There was once a woman I adored, everything I thought I ever wanted in a partner. She was smart, driven, honest, caring, and even loyal despite never having committed to each other. We spent a great deal of time getting close and learning the intricacies of one another’s personalities. Spending hours on the phone whether in calls or through messages. I was astonished, smitten even. The only problem was that she couldn’t see herself with me in any long-term capacity. She would tell me of the ways she loved me and how much I had come to mean to her, but there was always something that held us back. She wasn’t ready, didn’t want that, or wasn’t there yet. That was fine with me, I just enjoyed who she was, everything else seemed irrelevant at the time. As the situation progressed, I could sense the inner urge that I would have to let go, somewhere deep inside myself I longed for her. Maybe it was because we never had the chance to let it blossom in the ways it very well could have. Maybe I felt it was the right person wrong time. But let’s be honest, there is no such thing as the right person at the wrong time, just wrong people. Now this wasn’t a negative situation by any means, and even at its end was mutual and empathetic. She understood why I had to let go and I understood why she couldn’t stay. I would tell her that I hoped she found her way back to me. I told her to go live her life, do whatever she had to do, just come back to find me when she was ready. The fact that there was never any wrong -doing helped to foster the illusion of a future being reunited. There was no bad blood, nobody was ever betrayed; it was just that the situation as it was wouldn’t allow us to continue as we had been. We said our goodbyes and I hoped one day to see her again.

Maybe this was my way of holding onto something I wasn’t ready to let go of. I knew the situation wouldn’t work out and I could feel it drawing to a close, yet I kept telling myself that one day she will want what we had and return. The truth is that she won’t, and neither will yours. It’s a sad reality that we hold onto experiences like this and try to convince ourselves of some future event that will end in us getting exactly what we want. She will never come back to me saying, “I love you so much and now I am ready.” The person in your life that you have longed for will never see their way back to you or make amends. This could be our way of softening the emotional blow, giving someone all we had, just to be the ones left feeling broken and empty. Maybe it’s a psychological phenomenon to ease our pain and heartbreak of a love lost too soon. I believe, instinctively, that we all know they won’t return, but we long to reunite so that we don’t feel too lost, too broken, or too despondent. To give ourselves some semblance of hope that we didn’t just waste all our time and emotion on an arbitrary relationship.
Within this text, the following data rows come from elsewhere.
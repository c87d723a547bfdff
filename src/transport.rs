//! Transport boundary between the session and the device's websocket.
//!
//! The session only needs text messages in both directions, a graceful close and
//! a forced teardown. [`WebSocketConnector`] provides those over
//! `tokio-tungstenite`; tests plug in in-memory pipes.
use async_trait::async_trait;
use futures_util::{SinkExt, StreamExt};
use thiserror::Error;
use tokio::net::TcpStream;
use tokio_tungstenite::tungstenite::{self, Message};
use tokio_tungstenite::{connect_async, MaybeTlsStream, WebSocketStream};
use tracing::debug;

#[derive(Debug, Clone, PartialEq, Eq, Error)]
pub enum TransportError {
    #[error("connect failed: {0}")]
    Connect(String),
    #[error("send failed: {0}")]
    Send(String),
    #[error("receive failed: {0}")]
    Receive(String),
    #[error("close failed: {0}")]
    Close(String),
}

/// One open, message-oriented connection to the device.
#[async_trait]
pub trait SessionTransport: Send {
    async fn send(&mut self, text: String) -> Result<(), TransportError>;

    /// Next text message; `None` once the connection is closed.
    async fn recv(&mut self) -> Option<Result<String, TransportError>>;

    /// Starts a graceful close. `recv` keeps draining until the peer acknowledges.
    async fn close(&mut self) -> Result<(), TransportError>;

    /// Drops the connection immediately without a close handshake.
    fn terminate(self: Box<Self>);
}

/// Opens transports. Called once per connection attempt.
#[async_trait]
pub trait Connector: Send + Sync {
    async fn connect(&self, url: &str) -> Result<Box<dyn SessionTransport>, TransportError>;
}

#[derive(Debug, Clone, Copy, Default)]
pub struct WebSocketConnector;

#[async_trait]
impl Connector for WebSocketConnector {
    async fn connect(&self, url: &str) -> Result<Box<dyn SessionTransport>, TransportError> {
        let (stream, response) = connect_async(url)
            .await
            .map_err(|e| TransportError::Connect(e.to_string()))?;
        debug!(%url, status = %response.status(), "websocket open");
        Ok(Box::new(WebSocketTransport { stream }))
    }
}

pub struct WebSocketTransport {
    stream: WebSocketStream<MaybeTlsStream<TcpStream>>,
}

#[async_trait]
impl SessionTransport for WebSocketTransport {
    async fn send(&mut self, text: String) -> Result<(), TransportError> {
        self.stream
            .send(Message::Text(text))
            .await
            .map_err(|e| TransportError::Send(e.to_string()))
    }

    async fn recv(&mut self) -> Option<Result<String, TransportError>> {
        loop {
            match self.stream.next().await? {
                Ok(Message::Text(text)) => return Some(Ok(text)),
                Ok(Message::Binary(bytes)) => {
                    return Some(
                        String::from_utf8(bytes)
                            .map_err(|e| TransportError::Receive(format!("binary frame: {e}"))),
                    )
                }
                Ok(Message::Close(frame)) => {
                    debug!(?frame, "close frame received");
                    return None;
                }
                // ping/pong are answered by tungstenite itself
                Ok(_) => continue,
                Err(tungstenite::Error::ConnectionClosed | tungstenite::Error::AlreadyClosed) => {
                    return None
                }
                Err(e) => return Some(Err(TransportError::Receive(e.to_string()))),
            }
        }
    }

    async fn close(&mut self) -> Result<(), TransportError> {
        self.stream
            .close(None)
            .await
            .map_err(|e| TransportError::Close(e.to_string()))
    }

    fn terminate(self: Box<Self>) {
        debug!("websocket terminated");
    }
}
The truth is, the reason they won’t be back is quite simple. Human beings tend to live extraordinarily complicated lives. In those lives, we come to many crossroads and we must make decisions. Sometimes we have to choose between two people, sometimes it’s a career move, other times it’s for our own protection. The issue here is that when we are forced to make a tough decision, we need reassurance that we made the right one. We need to know that what we chose was the best path. Sometimes we end up regretting our choices, but more often than not we reinforce ourselves through our own self talk. They will never return to us simply because they made their decision and they need to convince themselves that this was the right path. This is a human characteristic and they should not be faulted for this.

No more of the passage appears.